The belief that more control will bring more happiness creates more suffering.

There are four basic goals of psychology: to describe, explain, predict, and control behavior (Coon, Mitterer, 2013). Although the last goal may sound ominous, it is actually the one the majority of those reading about psychology are most interested in. Although the goal of control is really about helping one control himself in some manner, it often leaks into the desire to control others and situations.

Many may try to deny this, but the desire to control permeates our lives. People want to know, before they commit to a decision, what the best choice will be. People want to control themselves, and their situations. And, in my professional experience as a therapist and a psychology educator, people want to control others. This is true despite aversion to believing so. Prediction and the goals preceding it above, are simply essential components to the ultimate goal of control.

Self-efficacy is a term that describes one’s belief she can take action to meet a challenge. The idea that one can exert control over a situation is linked to better health functioning and psychological health. The perception of control is also directly correlated with happiness, as illustrated beautifully in Rory Sutherland’s TEDx Talk, “Perspective Is Everything.” Happiness and better health functioning, both psychologically and biologically, suggests the idea that control is at least an unconscious goal in people’s lives. However, a problem may lie in the idea that the ability to control one’s actions is the same as controlling a situation. Being able to overcome a challenge is much different than controlling circumstances.

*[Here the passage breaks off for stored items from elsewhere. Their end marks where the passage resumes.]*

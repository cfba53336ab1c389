#![allow(dead_code)]
//! In-memory `EventStore` that behaves like the hosted store closely enough
//! for the provisioning flow: DDL bookkeeping, enum-typed rows, exact counts.

use std::collections::HashSet;
use std::sync::{Arc, Mutex};
use std::time::Duration;

use calendar_db::schema::STATEMENTS;
use calendar_db::{EventQuery, EventStore, StoreError};
use calendar_types::{Category, Event, NewEvent};
use chrono::Utc;
use serde_json::json;
use uuid::Uuid;

#[derive(Clone, Copy)]
pub enum ReadFailure {
    Timeout,
    Internal,
}

impl ReadFailure {
    fn error(self) -> StoreError {
        match self {
            Self::Timeout => StoreError::Timeout(Duration::from_secs(15)),
            Self::Internal => api_error(500, "XX000", "internal error"),
        }
    }
}

#[derive(Default)]
struct Inner {
    table_exists: bool,
    applied: HashSet<String>,
    rows: Vec<Event>,
    executed: Vec<String>,
    sql_function_missing: bool,
    reject_inserts: bool,
    fail_counts: bool,
    fail_count_for: Option<Category>,
    read_failure: Option<ReadFailure>,
    selects: usize,
    counts: usize,
}

#[derive(Clone, Default)]
pub struct MemoryStore {
    inner: Arc<Mutex<Inner>>,
}

fn api_error(status: u16, code: &str, message: &str) -> StoreError {
    let body = json!({ "code": code, "message": message, "details": null, "hint": null });
    StoreError::from_response(status, &body.to_string())
}

fn missing_table() -> StoreError {
    api_error(404, "42P01", "relation \"events\" does not exist")
}

impl MemoryStore {
    /// Fresh project: no table, SQL function available.
    pub fn empty() -> Self {
        Self::default()
    }

    /// Project where a previous run already applied the whole schema.
    pub fn with_table() -> Self {
        let store = Self::default();
        {
            let mut inner = store.inner.lock().unwrap();
            inner.table_exists = true;
            inner.applied = STATEMENTS.iter().map(|s| s.sql.to_string()).collect();
        }
        store
    }

    pub fn without_sql_function(self) -> Self {
        self.inner.lock().unwrap().sql_function_missing = true;
        self
    }

    pub fn rejecting_inserts(self) -> Self {
        self.inner.lock().unwrap().reject_inserts = true;
        self
    }

    pub fn failing_counts(self) -> Self {
        self.inner.lock().unwrap().fail_counts = true;
        self
    }

    /// Only the count for `category` fails.
    pub fn failing_count_for(self, category: Category) -> Self {
        self.inner.lock().unwrap().fail_count_for = Some(category);
        self
    }

    /// Every select fails with `failure`.
    pub fn failing_reads(self, failure: ReadFailure) -> Self {
        self.inner.lock().unwrap().read_failure = Some(failure);
        self
    }

    pub fn with_rows(self, events: &[NewEvent]) -> Self {
        {
            let mut inner = self.inner.lock().unwrap();
            for event in events {
                let row = materialize(event);
                inner.rows.push(row);
            }
        }
        self
    }

    pub fn row_count(&self) -> usize {
        self.inner.lock().unwrap().rows.len()
    }

    pub fn rows_in(&self, category: Category) -> usize {
        self.inner
            .lock()
            .unwrap()
            .rows
            .iter()
            .filter(|row| row.category == category)
            .count()
    }

    pub fn table_exists(&self) -> bool {
        self.inner.lock().unwrap().table_exists
    }

    /// Every SQL statement that reached the store, successful or not.
    pub fn executed(&self) -> Vec<String> {
        self.inner.lock().unwrap().executed.clone()
    }

    pub fn count_queries(&self) -> usize {
        self.inner.lock().unwrap().counts
    }
}

fn materialize(event: &NewEvent) -> Event {
    let now = Utc::now();
    Event {
        id: Uuid::new_v4(),
        title: event.title.clone(),
        date: event.date,
        start_time: event.start_time,
        end_time: event.end_time,
        category: event.category,
        description: event.description.clone(),
        location: event.location.clone(),
        is_all_day: event.is_all_day,
        reminder: event.reminder,
        recurring: event.recurring,
        created_at: now,
        updated_at: now,
    }
}

fn needs_table(sql: &str) -> bool {
    sql.contains("ON events") || sql.starts_with("ALTER TABLE events")
}

fn is_idempotent(sql: &str) -> bool {
    sql.contains("IF NOT EXISTS") || sql.starts_with("CREATE OR REPLACE") || sql.starts_with("ALTER")
}

impl EventStore for MemoryStore {
    async fn execute_sql(&self, sql: &str) -> Result<(), StoreError> {
        let mut inner = self.inner.lock().unwrap();
        if inner.sql_function_missing {
            return Err(api_error(404, "PGRST202", "Could not find the function public.exec_sql(sql)"));
        }

        let sql = sql.trim();
        inner.executed.push(sql.to_string());

        if needs_table(sql) && !inner.table_exists {
            return Err(missing_table());
        }
        if !is_idempotent(sql) && !inner.applied.insert(sql.to_string()) {
            let code = if sql.starts_with("CREATE TABLE") { "42P07" } else { "42710" };
            return Err(api_error(400, code, "object already exists"));
        }
        if sql.starts_with("CREATE TABLE events") {
            inner.table_exists = true;
        }
        Ok(())
    }

    async fn select_events(&self, query: &EventQuery) -> Result<Vec<Event>, StoreError> {
        let mut inner = self.inner.lock().unwrap();
        inner.selects += 1;
        if let Some(failure) = inner.read_failure {
            return Err(failure.error());
        }
        if !inner.table_exists {
            return Err(missing_table());
        }

        let mut rows: Vec<Event> = inner
            .rows
            .iter()
            .filter(|row| query.category.is_none_or(|c| row.category == c))
            .cloned()
            .collect();
        rows.sort_by_key(|row| (row.date, row.created_at));
        if let Some(limit) = query.limit {
            rows.truncate(limit as usize);
        }
        Ok(rows)
    }

    async fn insert_events(&self, events: &[NewEvent]) -> Result<usize, StoreError> {
        let mut inner = self.inner.lock().unwrap();
        if !inner.table_exists {
            return Err(missing_table());
        }
        if inner.reject_inserts {
            return Err(api_error(
                400,
                "22P02",
                "invalid input value for enum church_category",
            ));
        }
        if let Some(bad) = events.iter().find(|e| e.validate().is_err()) {
            return Err(api_error(400, "23514", &format!("row {:?} violates check constraint", bad.title)));
        }

        inner.rows.extend(events.iter().map(materialize));
        Ok(events.len())
    }

    async fn count_events(&self, category: Option<Category>) -> Result<u64, StoreError> {
        let mut inner = self.inner.lock().unwrap();
        inner.counts += 1;
        if inner.fail_counts || (category.is_some() && category == inner.fail_count_for) {
            return Err(api_error(500, "XX000", "internal error"));
        }
        if !inner.table_exists {
            return Err(missing_table());
        }

        let count = inner
            .rows
            .iter()
            .filter(|row| category.is_none_or(|c| row.category == c))
            .count();
        Ok(count as u64)
    }
}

Control is not the goal for one branch of psychology, the theories that make up the Humanistic school. Abraham Maslow, the theorist responsible for Holistic-Dynamic Theory, argued that control should never be a goal of therapy or psychology. The Humanistic school of therapy is not popular in the now empirically tested world of psychology, where prediction and control dominate.

Existential theory, another in the Humanistic school, also finds the idea of control averse as it relates to its application to others and situations. Existentialists believe that humans have to recognize their ability to choose, and to take responsibility for those choices. The governing belief is that many issues that arise and require therapy are issues of existence: fear of death and its cohort the fear of really living, freedom and refusal to take responsibility for it, and the creation of meaning. Instead of controlling others and situations, there is a realization of the freedom of others and acceptance. Another aspect of existential thought is that life is absurd and chaotic.

The fact that life is chaotic should not be lost on anyone. John Lennon sang, “Life is what happens to you while you’re busy making other plans.” Everyone should be able to relate to something unplanned and unexpected occurring, and disrupting the best-laid plans. This often sends an individual into a frenzy of emotion, and the desire for control arises. There was once a saying, “Relax. Everything is under control.” Recently a new one has been making its rounds on social media: “Relax. Nothing is under control.” The latter statement is much more accurate.

Despite this awareness and an intellectual understanding that life can be chaotic and people don’t have as much control as they might like, there remains an underlying desire to control. People want to have as much control over their lives as possible. Just imagine how much easier life would be if everything went as one wanted it to; if the universe and others behaved the way you determined would be best, everything would be easier. But life doesn’t work like that.

Though it is often believed control leads to a happier life, there is evidence to suggest the opposite is true. In Eastern philosophies, the goal is to let go of control, to let things unfold, to go with the flow of the universe. Wu-Wei is a term which is translated to “action through non-action.” Wu-Wei is practiced by letting go, letting things unfold, and aligning one’s actions with the flow of the universe. It is the opposite of trying to control.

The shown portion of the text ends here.